Otantik duygularınızla temasa geçerek, sizin için zehirli hale gelmelerine izin vermek yerine onları ifade eder ve vücudunuzdan salıverirsiniz. Panik ve kaygının sizi kontrol etmesine izin vermek, çocuklarınızı zorlamanıza yardımcı olmaz. Korkularını yönetmeye yardımcı olmak için oradasınız.
Her türlü kaosun ortasında netliği bulabilmeniz için endişe iç huzuru arar. Duygularınızı kullanmak çocuklarınıza da aynısını yapma izni verir.
Cesur Çocuklar Nasıl Yetiştirilir: Çocukların Kaygıyı Yönetmesine Yardımcı Olmanın 3 Adımı
2. Nasıl Konuştuğunuza Dikkat Edin.
İşler ters gittiğinde söylediğiniz şey, çocuklarınızın kendi kendileriyle konuşma şekli üzerinde derin bir etkiye sahiptir. Çocukluğunuza, berbat olduğunuz bir zamana geri dönün… Nasıl hissettiğinizi hatırlayın. En çok neyi duyman gerekiyordu?
Bir dersle cevap vermek yerine çocuğunuza duymak istediklerinizi söyleme cesaretini gösterin. Duygular azaldığında ve tepkisel bir modda olmadığınızda, neyin yanlış gittiğini "söyleyerek" değil, neyin işe yaramadığını "paylaşarak" yanıt verin.
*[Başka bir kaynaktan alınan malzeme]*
//! In-process store with the same semantics as the Postgres backend.

use super::compare::{compare_documents, matches};
use super::{list_projection, plan_window, read_projection, typed_filters, BookStore};
use crate::error::AppError;
use crate::query::{QuerySpec, SortKey};
use crate::reports::{BookStats, MonthlyPlan, MonthlyPlanReport, StatsReport};
use crate::schema::book::{CREATED_AT_FIELD, ID_FIELD, NAME_FIELD, VERSION_FIELD};
use crate::schema::{format_timestamp, parse_timestamp, BookPatch, NewBook};
use async_trait::async_trait;
use chrono::{Datelike, Utc};
use serde_json::{Map, Value};
use std::collections::BTreeMap;
use tokio::sync::RwLock;
use uuid::Uuid;

#[derive(Default)]
pub struct MemoryBookStore {
    docs: RwLock<Vec<Map<String, Value>>>,
}

impl MemoryBookStore {
    pub fn new() -> Self {
        Self::default()
    }

    /// Seed raw documents, bypassing the schema. Missing `id`, `createdAt` and `__v` are filled in.
    pub fn with_documents(documents: impl IntoIterator<Item = Value>) -> Self {
        let docs = documents
            .into_iter()
            .filter_map(|v| match v {
                Value::Object(mut doc) => {
                    doc.entry(ID_FIELD)
                        .or_insert_with(|| Value::String(Uuid::new_v4().to_string()));
                    doc.entry(CREATED_AT_FIELD)
                        .or_insert_with(|| Value::String(format_timestamp(Utc::now())));
                    doc.entry(VERSION_FIELD).or_insert_with(|| Value::from(0));
                    Some(doc)
                }
                other => {
                    tracing::warn!(value = %other, "skipping seed value that is not an object");
                    None
                }
            })
            .collect();
        MemoryBookStore {
            docs: RwLock::new(docs),
        }
    }
}

fn id_of(doc: &Map<String, Value>) -> Option<&str> {
    doc.get(ID_FIELD).and_then(Value::as_str)
}

fn number_at(doc: &Map<String, Value>, key: &str) -> Option<f64> {
    doc.get(key).filter(|v| v.is_number()).and_then(Value::as_f64)
}

fn difficulty_of(doc: &Map<String, Value>) -> String {
    match doc.get("difficulty") {
        None | Some(Value::Null) => String::new(),
        Some(Value::String(s)) => s.to_uppercase(),
        Some(other) => other.to_string().to_uppercase(),
    }
}

fn start_dates(doc: &Map<String, Value>) -> Vec<&str> {
    match doc.get("startDates") {
        Some(Value::Array(items)) => items.iter().filter_map(Value::as_str).collect(),
        Some(Value::String(s)) => vec![s.as_str()],
        _ => Vec::new(),
    }
}

fn mean(values: &[f64]) -> Option<f64> {
    if values.is_empty() {
        None
    } else {
        Some(values.iter().sum::<f64>() / values.len() as f64)
    }
}

#[async_trait]
impl BookStore for MemoryBookStore {
    fn backend(&self) -> &'static str {
        "memory"
    }

    async fn ping(&self) -> Result<(), AppError> {
        Ok(())
    }

    async fn find(&self, spec: &QuerySpec) -> Result<Vec<Value>, AppError> {
        let filters = typed_filters(spec)?;
        let projection = list_projection(spec);
        let docs = self.docs.read().await;
        let mut hits: Vec<&Map<String, Value>> = docs
            .iter()
            .filter(|doc| filters.iter().all(|p| matches(doc, p)))
            .collect();
        hits.sort_by(|a, b| compare_documents(a, b, &spec.sort));
        let limit = spec.limit.map_or(usize::MAX, |n| n as usize);
        Ok(hits
            .into_iter()
            .skip(spec.skip as usize)
            .take(limit)
            .map(|doc| Value::Object(projection.apply(doc)))
            .collect())
    }

    async fn find_by_id(&self, id: Uuid) -> Result<Option<Value>, AppError> {
        let id = id.to_string();
        let docs = self.docs.read().await;
        Ok(docs
            .iter()
            .find(|doc| id_of(doc) == Some(id.as_str()))
            .map(|doc| Value::Object(read_projection().apply(doc))))
    }

    async fn insert(&self, book: NewBook) -> Result<Value, AppError> {
        let mut doc = book.0;
        doc.insert(ID_FIELD.into(), Value::String(Uuid::new_v4().to_string()));
        doc.insert(CREATED_AT_FIELD.into(), Value::String(format_timestamp(Utc::now())));
        doc.insert(VERSION_FIELD.into(), Value::from(0));
        self.docs.write().await.push(doc.clone());
        Ok(Value::Object(doc))
    }

    async fn update_by_id(&self, id: Uuid, patch: BookPatch) -> Result<Option<Value>, AppError> {
        let id = id.to_string();
        let mut docs = self.docs.write().await;
        let Some(doc) = docs.iter_mut().find(|doc| id_of(doc) == Some(id.as_str())) else {
            return Ok(None);
        };
        doc.extend(patch.0);
        Ok(Some(Value::Object(read_projection().apply(doc))))
    }

    async fn delete_by_id(&self, id: Uuid) -> Result<bool, AppError> {
        let id = id.to_string();
        let mut docs = self.docs.write().await;
        let before = docs.len();
        docs.retain(|doc| id_of(doc) != Some(id.as_str()));
        Ok(docs.len() < before)
    }

    async fn book_stats(&self, report: &StatsReport) -> Result<Vec<BookStats>, AppError> {
        #[derive(Default)]
        struct Group {
            count: i64,
            ratings_quantity: f64,
            ratings: Vec<f64>,
            prices: Vec<f64>,
        }

        let docs = self.docs.read().await;
        let mut groups: BTreeMap<String, Group> = BTreeMap::new();
        for doc in docs.iter() {
            let Some(rating) = number_at(doc, "ratingsAverage").filter(|r| *r >= report.min_rating) else {
                continue;
            };
            let group = groups.entry(difficulty_of(doc)).or_default();
            group.count += 1;
            group.ratings_quantity += number_at(doc, "ratingsQuantity").unwrap_or(0.0);
            group.ratings.push(rating);
            group.prices.extend(number_at(doc, "price"));
        }
        let mut rows: Vec<BookStats> = groups
            .into_iter()
            .map(|(difficulty, g)| BookStats {
                difficulty,
                num_books: g.count,
                num_ratings: g.ratings_quantity,
                avg_rating: mean(&g.ratings),
                avg_price: mean(&g.prices),
                min_price: g.prices.iter().copied().reduce(f64::min),
                max_price: g.prices.iter().copied().reduce(f64::max),
            })
            .collect();
        rows.sort_by(|a, b| {
            let by_price = match (a.avg_price, b.avg_price) {
                (None, None) => std::cmp::Ordering::Equal,
                (None, Some(_)) => std::cmp::Ordering::Less,
                (Some(_), None) => std::cmp::Ordering::Greater,
                (Some(x), Some(y)) => x.partial_cmp(&y).unwrap_or(std::cmp::Ordering::Equal),
            };
            by_price.then_with(|| a.difficulty.cmp(&b.difficulty))
        });
        Ok(rows)
    }

    async fn monthly_plan(&self, report: &MonthlyPlanReport) -> Result<Vec<MonthlyPlan>, AppError> {
        let (start, end) = plan_window(report)?;
        let docs = self.docs.read().await;
        let mut ordered: Vec<&Map<String, Value>> = docs.iter().collect();
        let by_creation = [SortKey::asc(CREATED_AT_FIELD)];
        ordered.sort_by(|a, b| compare_documents(a, b, &by_creation));

        let mut months: BTreeMap<u32, MonthlyPlan> = BTreeMap::new();
        for doc in ordered {
            for raw in start_dates(doc) {
                let Some(ts) = parse_timestamp(raw).filter(|ts| *ts >= start && *ts < end) else {
                    continue;
                };
                let row = months.entry(ts.month()).or_insert_with(|| MonthlyPlan {
                    num_book_starts: 0,
                    books: Vec::new(),
                    month: ts.month() as i32,
                });
                row.num_book_starts += 1;
                if let Some(name) = doc.get(NAME_FIELD) {
                    row.books.push(name.clone());
                }
            }
        }
        let mut rows: Vec<MonthlyPlan> = months.into_values().collect();
        rows.sort_by(|a, b| {
            b.num_book_starts
                .cmp(&a.num_book_starts)
                .then_with(|| a.month.cmp(&b.month))
        });
        rows.truncate(report.limit);
        Ok(rows)
    }
}

#[cfg(test)]
mod tests {
    use super::*;
    use crate::query::{build, RequestQuery};
    use serde_json::json;

    fn store() -> MemoryBookStore {
        MemoryBookStore::with_documents(vec![
            json!({"id": "00000000-0000-0000-0000-000000000001", "createdAt": "2021-01-01T00:00:00.000Z",
                   "name": "Alpha", "difficulty": "easy", "ratingsAverage": 5.0, "ratingsQuantity": 10,
                   "price": 30, "startDates": ["2021-03-01", "2021-07-01", "2022-03-01"]}),
            json!({"id": "00000000-0000-0000-0000-000000000002", "createdAt": "2021-01-02T00:00:00.000Z",
                   "name": "Beta", "difficulty": "Easy", "ratingsAverage": 4.5, "ratingsQuantity": 6,
                   "price": 10, "startDates": ["2021-03-15T10:00:00.000Z"]}),
            json!({"id": "00000000-0000-0000-0000-000000000003", "createdAt": "2021-01-03T00:00:00.000Z",
                   "name": "Gamma", "difficulty": "hard", "ratingsAverage": 4.9,
                   "startDates": "2021-12-31T23:30:00.000Z"}),
            json!({"id": "00000000-0000-0000-0000-000000000004", "createdAt": "2021-01-04T00:00:00.000Z",
                   "name": "Delta", "difficulty": "easy", "ratingsAverage": 4.2, "price": 99}),
            json!({"id": "00000000-0000-0000-0000-000000000005", "createdAt": "2021-01-05T00:00:00.000Z",
                   "ratingsAverage": "5", "startDates": ["2021-07-04", "not a date"]}),
        ])
    }

    fn names(docs: &[Value]) -> Vec<&str> {
        docs.iter().map(|d| d["name"].as_str().unwrap_or("-")).collect()
    }

    async fn find(store: &MemoryBookStore, pairs: &[(&str, &str)]) -> Result<Vec<Value>, AppError> {
        let query: RequestQuery = pairs.iter().copied().collect();
        store.find(&build(&query)).await
    }

    #[tokio::test]
    async fn default_find_is_newest_first_without_version() {
        let docs = find(&store(), &[]).await.unwrap();
        assert_eq!(names(&docs), vec!["-", "Delta", "Gamma", "Beta", "Alpha"]);
        assert!(docs.iter().all(|d| d.get("__v").is_none()));
    }

    #[tokio::test]
    async fn filters_sorts_and_pages() {
        let docs = find(&store(), &[("price[gte]", "10"), ("sort", "price")]).await.unwrap();
        assert_eq!(names(&docs), vec!["Beta", "Alpha", "Delta"]);
        let page = find(&store(), &[("sort", "name"), ("limit", "2"), ("page", "2")]).await.unwrap();
        assert_eq!(names(&page), vec!["Beta", "Delta"]);
    }

    #[tokio::test]
    async fn uncastable_filter_is_a_bad_request() {
        let err = find(&store(), &[("quantity", "many")]).await.unwrap_err();
        assert!(matches!(err, AppError::BadRequest(_)));
    }

    #[tokio::test]
    async fn inclusion_projection_returns_id_and_named_fields() {
        let docs = find(&store(), &[("fields", "name"), ("name", "Alpha")]).await.unwrap();
        assert_eq!(
            docs,
            vec![json!({"id": "00000000-0000-0000-0000-000000000001", "name": "Alpha"})]
        );
    }

    #[tokio::test]
    async fn insert_update_delete_cycle() {
        let store = MemoryBookStore::new();
        let doc = json!({"name": "Dune", "year": "2020-01-01T00:00:00.000Z"});
        let created = store.insert(NewBook(doc.as_object().cloned().unwrap())).await.unwrap();
        assert_eq!(created["__v"], json!(0));
        assert_eq!(created["year"], json!("2020-01-01T00:00:00.000Z"));
        let id = Uuid::parse_str(created["id"].as_str().unwrap()).unwrap();

        let patch = json!({"edition": 2}).as_object().cloned().unwrap();
        let updated = store.update_by_id(id, BookPatch(patch)).await.unwrap().unwrap();
        assert_eq!(updated["edition"], json!(2));
        assert_eq!(updated["name"], json!("Dune"));
        assert!(updated.get("year").is_none());

        assert!(store.delete_by_id(id).await.unwrap());
        assert!(!store.delete_by_id(id).await.unwrap());
        assert!(store.find_by_id(id).await.unwrap().is_none());
    }

    #[tokio::test]
    async fn stats_group_highly_rated_books_by_difficulty() {
        let stats = store().book_stats(&StatsReport::default()).await.unwrap();
        assert_eq!(stats.len(), 2);
        assert_eq!(stats[0].difficulty, "HARD");
        assert_eq!(stats[0].num_books, 1);
        assert_eq!(stats[0].num_ratings, 0.0);
        assert_eq!(stats[0].avg_price, None);
        assert_eq!(stats[1].difficulty, "EASY");
        assert_eq!(stats[1].num_books, 2);
        assert_eq!(stats[1].num_ratings, 16.0);
        assert_eq!(stats[1].avg_rating, Some(4.75));
        assert_eq!(stats[1].avg_price, Some(20.0));
        assert_eq!(stats[1].min_price, Some(10.0));
        assert_eq!(stats[1].max_price, Some(30.0));
    }

    #[tokio::test]
    async fn monthly_plan_counts_starts_within_the_year() {
        let plan = store().monthly_plan(&MonthlyPlanReport::new(2021)).await.unwrap();
        let rows: Vec<(i32, i64)> = plan.iter().map(|r| (r.month, r.num_book_starts)).collect();
        assert_eq!(rows, vec![(3, 2), (7, 2), (12, 1)]);
        assert_eq!(plan[0].books, vec![json!("Alpha"), json!("Beta")]);
        assert_eq!(plan[1].books, vec![json!("Alpha")]);
        assert_eq!(plan[2].books, vec![json!("Gamma")]);
    }

    #[tokio::test]
    async fn monthly_plan_skips_impossible_dates_and_reads_bare_times_as_utc() {
        let store = MemoryBookStore::with_documents(vec![json!({
            "name": "Edge",
            "startDates": ["2021-02-30", "2021-12-31T22:00:00", "2020-12-31T23:30:00"]
        })]);
        let plan = store.monthly_plan(&MonthlyPlanReport::new(2021)).await.unwrap();
        let rows: Vec<(i32, i64)> = plan.iter().map(|r| (r.month, r.num_book_starts)).collect();
        assert_eq!(rows, vec![(12, 1)]);
    }
}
Çocuğunuzun bir hata yaptığında ve ceza, sessizlik ya da küçümseyici bir bakış olduğunda kendi başına ne kadar sert olabileceğini biliyor musunuz?
Bir çocuğun şefkat ve anlayışla karşılaşmak yerine onlara ceza veya utançla döndüğünüzde ne kadar terk edilmiş hissettiğini anlıyor musunuz?
Çocukların düşünme biçimlerinin çoğu ve neden bu şekilde davrandıkları sizden gizlidir. Altında ne olduğunu keşfetmek, dinlemeyi ve empati yapmayı gerektirir.
Çocuklarınıza “söylediğiniz” şey - iyi niyetle bile olsa - kapanmalarına ve duyulmamış hissetmelerine neden olabilir. Direnç görüyorsanız, sözlerinizi ve genel iletişim tarzınızı yeniden düşünmeniz gerektiğini bu şekilde anlayacaksınız.
Sözlerinize, sahip olduğunuz üsluba ve duygularınıza (genellikle öfke ve hayal kırıklığı) dikkat edin - hepsi suçlanacak.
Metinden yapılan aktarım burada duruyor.